A lot of writers in the chinese TG forum similarly recommended Androcur over Spiro (even warned about Spiro's negative effect), but I'm more in favour of Spiro due to lesser adverse effects after reviewing the facts on paper.
I quote below the adverse effects of cyproterone acetate (Androcur), hopefully it answered why it isnt FDA approved:
Cardiovascular system
hypotension, tachycardia, heart failure, syncope, myocardial infarct, hemorrhage, cerebrovascular
accident, cardiovascular disorder, retinal vascular disorder, embolus, pulmonary embolism,
superficial and deep thrombophlebitis, thrombosis, retinal vein thrombosis, phlebitis, vascular
headache, shock.
Gastrointestinal system
constipation, diarrhea, indigestion, anorexia, nausea, vomiting, cholestatic jaundice, cirrhosis of
liver, hepatic coma, hepatitis, hepatoma, hepatomegaly, jaundice, liver carcinoma, liver failure,
abnormal liver function test, liver necrosis, pancreatitis, glossitis.
Hematology
increased fibrinogen, decreased prothrombin, thrombocytopenia, anemia, hemolytic anemia,
hypochromic anemia, normocytic anemia, leukopenia, leukocytosis.
Metabolism
negative nitrogen balance, decreased response to ACTH, hyperglycemia, lowered cortisol,
hypercalcemia, increased SGOT, increased SGPT, increased creatinine, hypernatremia, edema,
weight gain, weight loss, diabetes mellitus.
Musculoskeletal system
myasthenia, osteoporosis.
Nervous system
fatigue, lassitude, weakness, hot flashes, increased sweating, aphasia, coma, depression, dizziness,
encephalopathy, hemiplegia, personality disorder, psychotic depression, abnormal gait, headache.
Respiratory system
asthma, increased cough, dyspnea, hyperventilation, respiratory disorder, shortness of breath on
effort, lung fibrosis.
Skin
eczema, urticaria, erythema nodosum, exfoliative dermatitis, rash, maculopapular rash, dryness of
the skin, pruritus, alopecia, hirsutism, skin discolouration, photosensitivity reactions, scleroderma.
Sensory system
ear disorder, optic atrophy, optic neuritis, abnormality of accommodation, abnormal vision,
blindness, retinal disorder.
QuoteMy first three months on HRT was spent taking a fairly high dose of spiro and a medium dose of E, but my T levels were still 650. So the doc took me off the spiro and put me on depo shots every three months, as well as doubling my dose of E.

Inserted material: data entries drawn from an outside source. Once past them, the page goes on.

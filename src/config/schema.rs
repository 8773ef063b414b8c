//! Configuration schema types.
//!
//! These types are deserialized from YAML configuration files. Durations
//! are plain second counts; message templates support `{player}` and
//! `{grid}` placeholders rendered at send time.

use std::time::Duration;

use serde::{Deserialize, Serialize};

use crate::fence::{Fence, Grid};

/// Grace period before an outside player is punished, when not configured.
pub const DEFAULT_PUNISH_AFTER_SECONDS: u64 = 10;

/// Idle time after the last map change before an empty server is restarted,
/// when not configured.
pub const DEFAULT_IDLE_RESTART_SECONDS: u64 = 3600;

const DEFAULT_WARNING_MESSAGE: &str = "{player}, you are outside your team's permitted area \
                                       ({grid}). Return now or you will be punished.";

const DEFAULT_PUNISH_MESSAGE: &str = "You stayed outside your team's permitted area ({grid}).";

/// Root configuration.
#[derive(Debug, Clone, Serialize, Deserialize)]
#[serde(rename_all = "snake_case")]
pub struct Config {
    /// The servers to monitor.
    pub servers: Vec<ServerEntry>,
}

/// Per-server monitoring configuration.
#[derive(Debug, Clone, Serialize, Deserialize)]
#[serde(rename_all = "snake_case")]
pub struct ServerEntry {
    /// RCON host name or address.
    pub host: String,

    /// RCON port.
    pub port: u16,

    /// RCON password.
    pub password: String,

    /// Seconds a player may remain outside before being punished.
    #[serde(default, skip_serializing_if = "Option::is_none")]
    pub punish_after_seconds: Option<u64>,

    /// Seconds without a map change (and with an empty server) before a
    /// restart is requested.
    #[serde(default, skip_serializing_if = "Option::is_none")]
    pub idle_restart_seconds: Option<u64>,

    /// Warning message template.
    #[serde(default, skip_serializing_if = "Option::is_none")]
    pub warning_message: Option<String>,

    /// Punish message template.
    #[serde(default, skip_serializing_if = "Option::is_none")]
    pub punish_message: Option<String>,

    /// Player ids exempt from enforcement.
    #[serde(default, skip_serializing_if = "Vec::is_empty")]
    pub whitelist: Vec<String>,

    /// Permitted regions for the axis team.
    #[serde(default, skip_serializing_if = "Vec::is_empty")]
    pub axis_fences: Vec<Fence>,

    /// Permitted regions for the allied team.
    #[serde(default, skip_serializing_if = "Vec::is_empty")]
    pub allied_fences: Vec<Fence>,
}

impl ServerEntry {
    /// Grace period before an outside player is punished.
    #[must_use]
    pub fn punish_after(&self) -> Duration {
        Duration::from_secs(
            self.punish_after_seconds
                .unwrap_or(DEFAULT_PUNISH_AFTER_SECONDS),
        )
    }

    /// Idle threshold for the inactivity monitor.
    #[must_use]
    pub fn idle_restart(&self) -> Duration {
        Duration::from_secs(
            self.idle_restart_seconds
                .unwrap_or(DEFAULT_IDLE_RESTART_SECONDS),
        )
    }

    /// Whether the player id is exempt from enforcement.
    #[must_use]
    pub fn is_whitelisted(&self, player_id: &str) -> bool {
        self.whitelist.iter().any(|id| id == player_id)
    }

    /// Renders the warning message for a player at a grid cell.
    #[must_use]
    pub fn render_warning(&self, player: &str, grid: Grid) -> String {
        render(
            self.warning_message.as_deref().unwrap_or(DEFAULT_WARNING_MESSAGE),
            player,
            grid,
        )
    }

    /// Renders the punish message for a player at a grid cell.
    #[must_use]
    pub fn render_punish(&self, player: &str, grid: Grid) -> String {
        render(
            self.punish_message.as_deref().unwrap_or(DEFAULT_PUNISH_MESSAGE),
            player,
            grid,
        )
    }
}

/// Resolves `{player}` and `{grid}` placeholders in a message template.
fn render(template: &str, player: &str, grid: Grid) -> String {
    template
        .replace("{player}", player)
        .replace("{grid}", &grid.to_string())
}
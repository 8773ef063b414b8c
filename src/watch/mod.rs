//! The per-server monitoring engine.

pub mod restart;
pub mod worker;

pub use restart::RestartSignal;
pub use worker::Worker;
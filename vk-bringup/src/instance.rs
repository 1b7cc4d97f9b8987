use std::borrow::Cow;
use std::ffi::{CStr, CString};
use std::os::raw::c_char;

use ash::extensions::ext::DebugUtils;
use ash::vk;
use raw_window_handle::RawDisplayHandle;
use tracing::{debug, info};

use crate::config::VulkanConfig;
use crate::error::{BringupError, Result};

pub const VALIDATION_LAYER: &str = "VK_LAYER_KHRONOS_validation";

unsafe extern "system" fn vulkan_debug_callback(
    message_severity: vk::DebugUtilsMessageSeverityFlagsEXT,
    message_type: vk::DebugUtilsMessageTypeFlagsEXT,
    p_callback_data: *const vk::DebugUtilsMessengerCallbackDataEXT,
    _p_user_data: *mut std::ffi::c_void,
) -> vk::Bool32 {
    if p_callback_data.is_null() {
        return vk::FALSE;
    }
    let callback_data = *p_callback_data;
    let message = if callback_data.p_message.is_null() {
        Cow::from("")
    } else {
        CStr::from_ptr(callback_data.p_message).to_string_lossy()
    };

    match message_severity {
        vk::DebugUtilsMessageSeverityFlagsEXT::VERBOSE => {
            tracing::debug!(target: "vulkan", "validation layer: type {:?} msg: {}", message_type, message);
        }
        vk::DebugUtilsMessageSeverityFlagsEXT::INFO => {
            tracing::info!(target: "vulkan", "validation layer: type {:?} msg: {}", message_type, message);
        }
        vk::DebugUtilsMessageSeverityFlagsEXT::WARNING => {
            tracing::warn!(target: "vulkan", "validation layer: type {:?} msg: {}", message_type, message);
        }
        vk::DebugUtilsMessageSeverityFlagsEXT::ERROR => {
            tracing::error!(target: "vulkan", "validation layer: type {:?} msg: {}", message_type, message);
        }
        _ => {
            tracing::trace!(target: "vulkan", "validation layer: severity {:?} type {:?} msg: {}", message_severity, message_type, message);
        }
    }
    vk::FALSE
}

fn debug_messenger_create_info() -> vk::DebugUtilsMessengerCreateInfoEXT {
    vk::DebugUtilsMessengerCreateInfoEXT::builder()
        .message_severity(
            vk::DebugUtilsMessageSeverityFlagsEXT::ERROR
                | vk::DebugUtilsMessageSeverityFlagsEXT::WARNING
                | vk::DebugUtilsMessageSeverityFlagsEXT::VERBOSE,
        )
        .message_type(
            vk::DebugUtilsMessageTypeFlagsEXT::GENERAL
                | vk::DebugUtilsMessageTypeFlagsEXT::VALIDATION
                | vk::DebugUtilsMessageTypeFlagsEXT::PERFORMANCE,
        )
        .pfn_user_callback(Some(vulkan_debug_callback))
        .build()
}

/// Returns the first name in `required` that is not in `available`.
fn first_missing<'a>(required: &[&'a CStr], available: &[&CStr]) -> Option<&'a CStr> {
    required
        .iter()
        .copied()
        .find(|name| !available.contains(name))
}

/// Owns the loader entry, the instance and, with validation on, the debug
/// messenger. Dropping it destroys the messenger and then the instance.
pub struct Instance {
    entry: ash::Entry,
    instance: ash::Instance,
    debug_utils: Option<(DebugUtils, vk::DebugUtilsMessengerEXT)>,
}

impl Instance {
    /// Creates an API 1.3 instance with the surface extensions the display
    /// needs.
    pub fn new(config: &VulkanConfig, display_handle: RawDisplayHandle) -> Result<Self> {
        let entry = unsafe { ash::Entry::load()? };

        let app_name = CString::new(config.application_name.as_str())?;
        let engine_name = CString::new(config.engine_name.as_str())?;
        let app_info = vk::ApplicationInfo::builder()
            .application_name(&app_name)
            .application_version(vk::make_api_version(0, 1, 0, 0))
            .engine_name(&engine_name)
            .engine_version(vk::make_api_version(0, 1, 0, 0))
            .api_version(vk::API_VERSION_1_3);

        let validation_layer = CString::new(VALIDATION_LAYER)?;
        let mut layers: Vec<*const c_char> = Vec::new();
        if config.enable_validation {
            let properties = unsafe { entry.enumerate_instance_layer_properties()? };
            let available: Vec<&CStr> = properties
                .iter()
                .map(|layer| unsafe { CStr::from_ptr(layer.layer_name.as_ptr()) })
                .collect();
            if !available.contains(&validation_layer.as_c_str()) {
                return Err(BringupError::MissingValidationLayer(VALIDATION_LAYER.to_string()));
            }
            layers.push(validation_layer.as_ptr());
        }

        let mut extensions: Vec<&CStr> = ash_window::enumerate_required_extensions(display_handle)?
            .iter()
            .map(|&name| unsafe { CStr::from_ptr(name) })
            .collect();
        if config.enable_validation {
            extensions.push(DebugUtils::name());
        }

        let properties = unsafe { entry.enumerate_instance_extension_properties(None)? };
        let available: Vec<&CStr> = properties
            .iter()
            .map(|ext| unsafe { CStr::from_ptr(ext.extension_name.as_ptr()) })
            .collect();
        if let Some(missing) = first_missing(&extensions, &available) {
            return Err(BringupError::MissingInstanceExtension(
                missing.to_string_lossy().into_owned(),
            ));
        }
        let extension_ptrs: Vec<*const c_char> = extensions.iter().map(|name| name.as_ptr()).collect();

        // Chained so instance creation and destruction are also covered.
        let mut instance_debug_info = debug_messenger_create_info();
        let mut create_info = vk::InstanceCreateInfo::builder()
            .application_info(&app_info)
            .enabled_layer_names(&layers)
            .enabled_extension_names(&extension_ptrs);
        if config.enable_validation {
            create_info = create_info.push_next(&mut instance_debug_info);
        }

        let instance = unsafe { entry.create_instance(&create_info, None)? };
        info!("Vulkan instance created (validation: {}).", config.enable_validation);

        let mut this = Self { entry, instance, debug_utils: None };
        if config.enable_validation {
            let loader = DebugUtils::new(&this.entry, &this.instance);
            let messenger = unsafe { loader.create_debug_utils_messenger(&debug_messenger_create_info(), None)? };
            this.debug_utils = Some((loader, messenger));
            debug!("Vulkan debug messenger created.");
        }
        Ok(this)
    }

    pub fn entry(&self) -> &ash::Entry {
        &self.entry
    }

    pub fn raw(&self) -> &ash::Instance {
        &self.instance
    }
}

impl Drop for Instance {
    fn drop(&mut self) {
        unsafe {
            if let Some((loader, messenger)) = self.debug_utils.take() {
                loader.destroy_debug_utils_messenger(messenger, None);
                debug!("Vulkan debug messenger destroyed.");
            }
            self.instance.destroy_instance(None);
        }
        info!("Vulkan instance destroyed.");
    }
}

#[cfg(test)]
mod tests {
    use super::*;

    #[test]
    fn test_first_missing_extension() {
        let surface = CString::new("VK_KHR_surface").unwrap();
        let xlib = CString::new("VK_KHR_xlib_surface").unwrap();
        let wayland = CString::new("VK_KHR_wayland_surface").unwrap();
        let required = [surface.as_c_str(), wayland.as_c_str()];
        let available = [surface.as_c_str(), xlib.as_c_str()];

        assert_eq!(first_missing(&required, &available), Some(wayland.as_c_str()));
        assert_eq!(first_missing(&required[..1], &available), None);
    }

    #[test]
    fn test_debug_messenger_routes_all_reported_severities() {
        let info = debug_messenger_create_info();
        assert!(info.message_severity.contains(vk::DebugUtilsMessageSeverityFlagsEXT::ERROR));
        assert!(info.message_severity.contains(vk::DebugUtilsMessageSeverityFlagsEXT::WARNING));
        assert!(info.message_type.contains(vk::DebugUtilsMessageTypeFlagsEXT::VALIDATION));
        assert!(info.pfn_user_callback.is_some());
    }
}
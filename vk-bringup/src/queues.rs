//! Queue family negotiation for graphics and presentation.
//!
//! The search order is fixed and must not be rearranged, since on hardware
//! with asymmetric families it decides which layout is chosen:
//!
//! 1. the first graphics family, if it can also present;
//! 2. otherwise the first family that can do both;
//! 3. otherwise the first graphics family plus the first presenting family.

use ash::prelude::VkResult;
use ash::vk;
use tracing::{info, warn};

use crate::capabilities::QueueFamily;
use crate::error::{BringupError, QueueRole, Result};

/// Answers whether a queue family of the selected device can present to the
/// surface.
pub trait PresentSupport {
    fn supports_present(&self, family_index: u32) -> VkResult<bool>;
}

impl<F> PresentSupport for F
where
    F: Fn(u32) -> VkResult<bool>,
{
    fn supports_present(&self, family_index: u32) -> VkResult<bool> {
        self(family_index)
    }
}

/// Which step of the search produced the assignment.
#[derive(Debug, Clone, Copy, PartialEq, Eq)]
pub enum AssignmentKind {
    /// The first graphics family also presents.
    FirstGraphicsFamily,
    /// A later family supports both roles.
    CombinedFamily,
    /// Graphics and presentation live on different families. Swapchain images
    /// need concurrent sharing or explicit ownership transfers.
    SeparateFamilies,
}

#[derive(Debug, Clone, Copy, PartialEq, Eq)]
pub struct QueueAssignment {
    pub graphics_family: u32,
    pub present_family: u32,
    pub kind: AssignmentKind,
}

impl QueueAssignment {
    pub fn is_shared(&self) -> bool {
        self.graphics_family == self.present_family
    }

    /// Distinct family indices, one queue to request for each.
    pub fn unique_families(&self) -> Vec<u32> {
        if self.is_shared() {
            vec![self.graphics_family]
        } else {
            vec![self.graphics_family, self.present_family]
        }
    }

    /// Image sharing mode for swapchain images and the families that share them.
    pub fn image_sharing(&self) -> (vk::SharingMode, Vec<u32>) {
        if self.is_shared() {
            (vk::SharingMode::EXCLUSIVE, Vec::new())
        } else {
            (vk::SharingMode::CONCURRENT, self.unique_families())
        }
    }
}

/// Picks the graphics and present families of the selected device.
pub fn negotiate(families: &[QueueFamily], present: &impl PresentSupport) -> Result<QueueAssignment> {
    let graphics_family = families
        .iter()
        .find(|family| family.supports_graphics())
        .map(|family| family.index)
        .ok_or(BringupError::NoSuitableQueues { role: QueueRole::Graphics })?;

    let assignment = if present.supports_present(graphics_family)? {
        QueueAssignment {
            graphics_family,
            present_family: graphics_family,
            kind: AssignmentKind::FirstGraphicsFamily,
        }
    } else if let Some(combined) = find_family(families, present, |family| family.supports_graphics())? {
        QueueAssignment {
            graphics_family: combined,
            present_family: combined,
            kind: AssignmentKind::CombinedFamily,
        }
    } else if let Some(present_family) = find_family(families, present, |_| true)? {
        QueueAssignment {
            graphics_family,
            present_family,
            kind: AssignmentKind::SeparateFamilies,
        }
    } else {
        return Err(BringupError::NoSuitableQueues { role: QueueRole::Presentation });
    };

    match assignment.kind {
        AssignmentKind::SeparateFamilies => warn!(
            "Graphics family {} cannot present; presenting from family {}",
            assignment.graphics_family, assignment.present_family
        ),
        kind => info!(
            "Queue families: graphics {}, present {} ({:?})",
            assignment.graphics_family, assignment.present_family, kind
        ),
    }
    Ok(assignment)
}

/// First family matching `filter` that can also present.
fn find_family(
    families: &[QueueFamily],
    present: &impl PresentSupport,
    filter: impl Fn(&QueueFamily) -> bool,
) -> Result<Option<u32>> {
    for family in families.iter().filter(|family| filter(family)) {
        if present.supports_present(family.index)? {
            return Ok(Some(family.index));
        }
    }
    Ok(None)
}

First, be aware that spiro itself does not decrease T level, it merely replaces T receptors, blocked its effects, in the process aim to lead to atrophy of testis within the period of at least six month, after which production of T will be low to non-existence.
Considered the fact that you are only on three month HRT, the level of T is not indication that the process of testis' atrophy had not already taken place, since the level of T at this time has no effect on the body due to Spiro taken their places. Thus withdrawer of Spiro at this point of test result is illogical to using spiro as a route of therapy.
As someone pointed out, your BMI does affect how much effect estrogen has on fat distribution (the main physical change).